You are right, it is a lonely experience and it really shakes my world when he is going through a bad time with it. It think its hit us harder this time as he has been so much better since he's been gluten free and this seems to have come like a bolt from the blue. Dh and I are now questioning whether we have just been in denial or glossing over things that have come to a head as a result.

Thank goodness its half term next week and we can give him some much needed downtime. (Mind you, then its parents' evening and I am so not looking forward to that this time.)

Ho hum, as you say, this too shall pass.

Thanks for the hugs.

Am off to bed, have promised myself and dh I wouldn't be in bed after 10.30 this week - oops!

120 · 09/02/2010 22:45

moose, just re-read and saw I cross posted with you earlier. really sorry you are down. its amazing how these children can manage to wring new depths of both high and low emotion from us without any control on our part.

like the sound of otters Pat

right. am now closing m'net so am not tempted to keep sneaking on and chatting!

Lenni · 09/02/2010 22:52

The NAS website is brilliant for information but I find it a little dry when you are used to MN iyswim.

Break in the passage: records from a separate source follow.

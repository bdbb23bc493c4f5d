//! File and buffer checksums.
//!
//! Files are hashed in [`HASH_CHUNK_LEN`] pieces, so memory use does not
//! grow with file size.

use crate::error::{CryptError, Result};
use md5::Md5;
use sha2::{Digest, Sha256, Sha512};
use std::fmt;
use std::fs::File;
use std::io::{self, Read};
use std::path::Path;
use std::str::FromStr;

/// Read buffer size used when hashing files.
pub const HASH_CHUNK_LEN: usize = 64 * 1024;

/// Supported digest algorithms. Outputs are not interchangeable.
#[derive(Debug, Clone, Copy, PartialEq, Eq, Default)]
pub enum HashAlgorithm {
    /// 128-bit MD5, for legacy checksums only.
    Md5,
    #[default]
    Sha256,
    Sha512,
}

impl HashAlgorithm {
    /// Length of the hex rendering.
    pub fn hex_len(self) -> usize {
        match self {
            HashAlgorithm::Md5 => 32,
            HashAlgorithm::Sha256 => 64,
            HashAlgorithm::Sha512 => 128,
        }
    }

    pub fn name(self) -> &'static str {
        match self {
            HashAlgorithm::Md5 => "md5",
            HashAlgorithm::Sha256 => "sha256",
            HashAlgorithm::Sha512 => "sha512",
        }
    }
}

impl fmt::Display for HashAlgorithm {
    fn fmt(&self, f: &mut fmt::Formatter<'_>) -> fmt::Result {
        f.write_str(self.name())
    }
}

impl FromStr for HashAlgorithm {
    type Err = String;

    fn from_str(s: &str) -> std::result::Result<Self, Self::Err> {
        match s.to_ascii_lowercase().replace('-', "").as_str() {
            "md5" => Ok(HashAlgorithm::Md5),
            "sha256" => Ok(HashAlgorithm::Sha256),
            "sha512" => Ok(HashAlgorithm::Sha512),
            _ => Err(format!(
                "unknown hash algorithm '{s}' (expected md5, sha256 or sha512)"
            )),
        }
    }
}

/// What to hash.
#[derive(Debug, Clone, Copy)]
pub enum Source<'a> {
    File(&'a Path),
    Bytes(&'a [u8]),
}

/// Digest of `source` as lowercase hex.
///
/// `None` means the file could not be opened or read, which callers should
/// treat differently from a mismatch.
pub fn digest(source: Source<'_>, algorithm: HashAlgorithm) -> Option<String> {
    match source {
        Source::Bytes(data) => Some(digest_bytes(data, algorithm)),
        Source::File(path) => match digest_file(path, algorithm) {
            Ok(hex) => Some(hex),
            Err(e) => {
                log::warn!("could not hash '{}': {e}", path.display());
                None
            }
        },
    }
}

/// Digest of an in-memory buffer.
pub fn digest_bytes(data: &[u8], algorithm: HashAlgorithm) -> String {
    match algorithm {
        HashAlgorithm::Md5 => hex::encode(Md5::digest(data)),
        HashAlgorithm::Sha256 => hex::encode(Sha256::digest(data)),
        HashAlgorithm::Sha512 => hex::encode(Sha512::digest(data)),
    }
}

/// Streamed digest of a file.
pub fn digest_file(path: &Path, algorithm: HashAlgorithm) -> Result<String> {
    let file = File::open(path)?;
    let hex = match algorithm {
        HashAlgorithm::Md5 => hash_reader::<Md5, _>(file)?,
        HashAlgorithm::Sha256 => hash_reader::<Sha256, _>(file)?,
        HashAlgorithm::Sha512 => hash_reader::<Sha512, _>(file)?,
    };
    Ok(hex)
}

/// Returns `true` if the digest of `source` equals `expected_hex`,
/// ignoring case. Returns `false` when the source cannot be hashed.
pub fn verify(source: Source<'_>, algorithm: HashAlgorithm, expected_hex: &str) -> bool {
    digest(source, algorithm).is_some_and(|actual| hex_eq(&actual, expected_hex))
}

/// Like [`verify`], but reports why verification failed.
///
/// # Errors
///
/// - [`CryptError::Io`] if a file source cannot be read
/// - [`CryptError::VerificationMismatch`] if the digests differ
pub fn check(source: Source<'_>, algorithm: HashAlgorithm, expected_hex: &str) -> Result<()> {
    let actual = match source {
        Source::Bytes(data) => digest_bytes(data, algorithm),
        Source::File(path) => digest_file(path, algorithm)?,
    };

    if hex_eq(&actual, expected_hex) {
        Ok(())
    } else {
        Err(CryptError::VerificationMismatch {
            expected: expected_hex.trim().to_ascii_lowercase(),
            actual,
        })
    }
}

fn hex_eq(actual: &str, expected: &str) -> bool {
    actual.eq_ignore_ascii_case(expected.trim())
}

fn hash_reader<D: Digest, R: Read>(mut reader: R) -> io::Result<String> {
    let mut hasher = D::new();
    let mut buf = vec![0u8; HASH_CHUNK_LEN];

    loop {
        match reader.read(&mut buf) {
            Ok(0) => break,
            Ok(n) => hasher.update(&buf[..n]),
            Err(e) if e.kind() == io::ErrorKind::Interrupted => continue,
            Err(e) => return Err(e),
        }
    }

    Ok(hex::encode(hasher.finalize()))
}

#[cfg(test)]
mod tests {
    use super::*;
    use std::fs;
    use tempfile::tempdir;

    const EMPTY_SHA256: &str = "e3b0c44298fc1c149afbf4c8996fb92427ae41e4649b934ca495991b7852b855";

    #[test]
    fn md5_of_abc() {
        assert_eq!(
            digest_bytes(b"abc", HashAlgorithm::Md5),
            "900150983cd24fb0d6963f7d28e17f72"
        );
    }

    #[test]
    fn sha256_of_empty_and_abc() {
        assert_eq!(digest_bytes(b"", HashAlgorithm::Sha256), EMPTY_SHA256);
        assert_eq!(
            digest_bytes(b"abc", HashAlgorithm::Sha256),
            "ba7816bf8f01cfea414140de5dae2223b00361a396177a9cb410ff61f20015ad"
        );
    }

    #[test]
    fn hex_lengths_match_algorithm() {
        for algo in [HashAlgorithm::Md5, HashAlgorithm::Sha256, HashAlgorithm::Sha512] {
            assert_eq!(digest_bytes(b"x", algo).len(), algo.hex_len());
        }
    }

    #[test]
    fn digest_is_deterministic() {
        let a = digest(Source::Bytes(b"same input"), HashAlgorithm::Sha256);
        let b = digest(Source::Bytes(b"same input"), HashAlgorithm::Sha256);
        assert_eq!(a, b);
    }

    #[test]
    fn file_digest_matches_buffer_digest_across_chunks() {
        let dir = tempdir().unwrap();
        let path = dir.path().join("big.bin");
        let data: Vec<u8> = (0..HASH_CHUNK_LEN * 3 + 17).map(|i| (i % 251) as u8).collect();
        fs::write(&path, &data).unwrap();

        for algo in [HashAlgorithm::Md5, HashAlgorithm::Sha256, HashAlgorithm::Sha512] {
            assert_eq!(
                digest(Source::File(&path), algo),
                Some(digest_bytes(&data, algo))
            );
        }
    }

    #[test]
    fn missing_file_yields_none() {
        let dir = tempdir().unwrap();
        let path = dir.path().join("missing.bin");

        assert_eq!(digest(Source::File(&path), HashAlgorithm::Sha256), None);
        assert!(!verify(Source::File(&path), HashAlgorithm::Sha256, EMPTY_SHA256));
        assert!(matches!(
            check(Source::File(&path), HashAlgorithm::Sha256, EMPTY_SHA256),
            Err(CryptError::Io(_))
        ));
    }

    #[test]
    fn verify_ignores_case() {
        let expected = digest_bytes(b"abc", HashAlgorithm::Sha256).to_uppercase();
        assert!(verify(Source::Bytes(b"abc"), HashAlgorithm::Sha256, &expected));
    }

    #[test]
    fn verify_file_against_uppercase_hex() {
        let dir = tempdir().unwrap();
        let path = dir.path().join("empty.txt");
        fs::write(&path, b"").unwrap();

        assert!(verify(
            Source::File(&path),
            HashAlgorithm::Sha256,
            &EMPTY_SHA256.to_uppercase()
        ));
    }

    #[test]
    fn check_reports_mismatch() {
        let err = check(Source::Bytes(b"abc"), HashAlgorithm::Md5, "00").unwrap_err();
        match err {
            CryptError::VerificationMismatch { expected, actual } => {
                assert_eq!(expected, "00");
                assert_eq!(actual, "900150983cd24fb0d6963f7d28e17f72");
            }
            other => panic!("expected mismatch, got: {other}"),
        }
    }

    #[test]
    fn algorithms_parse_case_insensitively() {
        assert_eq!("MD5".parse::<HashAlgorithm>(), Ok(HashAlgorithm::Md5));
        assert_eq!("sha-256".parse::<HashAlgorithm>(), Ok(HashAlgorithm::Sha256));
        assert_eq!("Sha512".parse::<HashAlgorithm>(), Ok(HashAlgorithm::Sha512));
        assert!("crc32".parse::<HashAlgorithm>().is_err());
    }
}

Try not to feel that way about asking for help - no matter what there are always others worse off, it is the nature of life. Their (the worse off people) normal is different so they don't feel how you would expect when you aren't in their situation if that makes sense. People adjust to their situations and cope and it's only when things get harder for some reason that you really pay any attention to what is normal.

I think you are definately on to something with the diet with DS1 but try to remember it isn't a cure, it is likely a trigger but there will be other triggers too. Perhaps he is tired atm with being near to the end of term? This time of year is the worst for tiredness in kids I found as Christmas is not a restful holiday and with dark nights they aren't getting as much physical activity so are generally more lethargic. Tiredness was a major trigger for many of the ASD children I worked with.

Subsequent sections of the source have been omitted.